#### [Exercise aim]
Reproduce all of the data exactly, with no line skipped.

#### [Given data]

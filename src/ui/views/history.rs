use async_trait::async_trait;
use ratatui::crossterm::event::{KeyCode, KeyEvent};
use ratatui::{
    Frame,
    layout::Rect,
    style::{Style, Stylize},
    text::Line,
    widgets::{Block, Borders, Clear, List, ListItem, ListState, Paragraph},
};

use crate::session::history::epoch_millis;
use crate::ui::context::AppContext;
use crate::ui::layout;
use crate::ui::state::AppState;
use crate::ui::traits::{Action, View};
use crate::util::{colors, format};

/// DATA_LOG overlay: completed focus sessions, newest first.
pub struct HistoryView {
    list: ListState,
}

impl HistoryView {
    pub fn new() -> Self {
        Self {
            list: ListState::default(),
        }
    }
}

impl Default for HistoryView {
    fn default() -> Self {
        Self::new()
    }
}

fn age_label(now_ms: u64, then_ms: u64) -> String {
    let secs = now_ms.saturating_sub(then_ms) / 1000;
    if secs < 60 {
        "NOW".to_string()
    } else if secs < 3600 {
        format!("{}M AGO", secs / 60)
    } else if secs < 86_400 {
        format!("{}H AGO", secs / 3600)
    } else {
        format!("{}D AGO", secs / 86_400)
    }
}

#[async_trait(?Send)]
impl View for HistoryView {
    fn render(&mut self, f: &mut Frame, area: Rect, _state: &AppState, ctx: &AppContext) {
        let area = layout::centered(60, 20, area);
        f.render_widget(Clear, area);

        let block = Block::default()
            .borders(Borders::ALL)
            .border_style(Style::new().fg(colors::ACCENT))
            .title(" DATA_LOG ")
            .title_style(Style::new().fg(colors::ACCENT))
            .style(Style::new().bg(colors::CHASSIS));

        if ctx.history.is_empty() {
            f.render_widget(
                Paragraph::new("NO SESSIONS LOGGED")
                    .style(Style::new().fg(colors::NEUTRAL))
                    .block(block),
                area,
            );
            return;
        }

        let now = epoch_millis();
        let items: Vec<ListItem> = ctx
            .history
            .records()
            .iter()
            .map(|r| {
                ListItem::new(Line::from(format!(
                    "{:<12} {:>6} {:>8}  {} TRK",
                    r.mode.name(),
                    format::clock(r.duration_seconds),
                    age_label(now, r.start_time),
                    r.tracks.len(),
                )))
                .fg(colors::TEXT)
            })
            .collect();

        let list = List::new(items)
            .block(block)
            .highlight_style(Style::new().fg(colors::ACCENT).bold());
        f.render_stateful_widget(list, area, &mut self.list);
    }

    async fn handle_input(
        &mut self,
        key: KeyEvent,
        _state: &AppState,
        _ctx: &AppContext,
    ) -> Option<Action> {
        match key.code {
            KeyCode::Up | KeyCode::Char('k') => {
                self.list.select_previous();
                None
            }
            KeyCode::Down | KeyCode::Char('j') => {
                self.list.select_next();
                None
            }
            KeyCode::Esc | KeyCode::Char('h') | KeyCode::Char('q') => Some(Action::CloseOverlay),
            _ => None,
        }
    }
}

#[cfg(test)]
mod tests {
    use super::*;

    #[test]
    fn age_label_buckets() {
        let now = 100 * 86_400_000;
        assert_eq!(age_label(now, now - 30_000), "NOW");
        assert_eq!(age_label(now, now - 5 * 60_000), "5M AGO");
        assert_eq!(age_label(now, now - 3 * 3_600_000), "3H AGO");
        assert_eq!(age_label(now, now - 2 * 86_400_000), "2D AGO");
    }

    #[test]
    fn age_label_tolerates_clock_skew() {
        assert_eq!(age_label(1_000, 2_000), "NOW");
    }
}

#### [Output]
filename src/ui/views/history.rs
use async_trait::async_trait;
use ratatui::crossterm::event::{KeyCode, KeyEvent};
use ratatui::{
    Frame,
    layout::Rect,
    style::{Style, Stylize},
    text::Line,
    widgets::{Block, Borders, Clear, List, ListItem, ListState, Paragraph},
};

use crate::session::history::epoch_millis;
use crate::ui::context::AppContext;
use crate::ui::layout;
use crate::ui::state::AppState;
use crate::ui::traits::{Action, View};
use crate::util::{colors, format};

/// DATA_LOG overlay: completed focus sessions, newest first.
pub struct HistoryView {
    list: ListState,
}

impl HistoryView {
    pub fn new() -> Self {
        Self {
            list: ListState::default(),
        }
    }
}

impl Default for HistoryView {
    fn default() -> Self {
        Self::new()
    }
}

fn age_label(now_ms: u64, then_ms: u64) -> String {
    let secs = now_ms.saturating_sub(then_ms) / 1000;
    if secs < 60 {
        "NOW".to_string()
    } else if secs < 3600 {
        format!("{}M AGO", secs / 60)
    } else if secs < 86_400 {
        format!("{}H AGO", secs / 3600)
    } else {
        format!("{}D AGO", secs / 86_400)
    }
}

#[async_trait(?Send)]
impl View for HistoryView {
    fn render(&mut self, f: &mut Frame, area: Rect, _state: &AppState, ctx: &AppContext) {
        let area = layout::centered(60, 20, area);
        f.render_widget(Clear, area);

        let block = Block::default()
            .borders(Borders::ALL)
            .border_style(Style::new().fg(colors::ACCENT))
            .title(" DATA_LOG ")
            .title_style(Style::new().fg(colors::ACCENT))
            .style(Style::new().bg(colors::CHASSIS));

        if ctx.history.is_empty() {
            f.render_widget(
                Paragraph::new("NO SESSIONS LOGGED")
                    .style(Style::new().fg(colors::NEUTRAL))
                    .block(block),
                area,
            );
            return;
        }

        let now = epoch_millis();
        let items: Vec<ListItem> = ctx
            .history
            .records()
            .iter()
            .map(|r| {
                ListItem::new(Line::from(format!(
                    "{:<12} {:>6} {:>8}  {} TRK",
                    r.mode.name(),
                    format::clock(r.duration_seconds),
                    age_label(now, r.start_time),
                    r.tracks.len(),
                )))
                .fg(colors::TEXT)
            })
            .collect();

        let list = List::new(items)
            .block(block)
            .highlight_style(Style::new().fg(colors::ACCENT).bold());
        f.render_stateful_widget(list, area, &mut self.list);
    }

    async fn handle_input(
        &mut self,
        key: KeyEvent,
        _state: &AppState,
        _ctx: &AppContext,
    ) -> Option<Action> {
        match key.code {
            KeyCode::Up | KeyCode::Char('k') => {
                self.list.select_previous();
                None
            }
            KeyCode::Down | KeyCode::Char('j') => {
                self.list.select_next();
                None
            }
            KeyCode::Esc | KeyCode::Char('h') | KeyCode::Char('q') => Some(Action::CloseOverlay),
            _ => None,
        }
    }
}

#[cfg(test)]
mod tests {
    use super::*;

    #[test]
    fn age_label_buckets() {
        let now = 100 * 86_400_000;
        assert_eq!(age_label(now, now - 30_000), "NOW");
        assert_eq!(age_label(now, now - 5 * 60_000), "5M AGO");
        assert_eq!(age_label(now, now - 3 * 3_600_000), "3H AGO");
        assert_eq!(age_label(now, now - 2 * 86_400_000), "2D AGO");
    }

    #[test]
    fn age_label_tolerates_clock_skew() {
        assert_eq!(age_label(1_000, 2_000), "NOW");
    }
}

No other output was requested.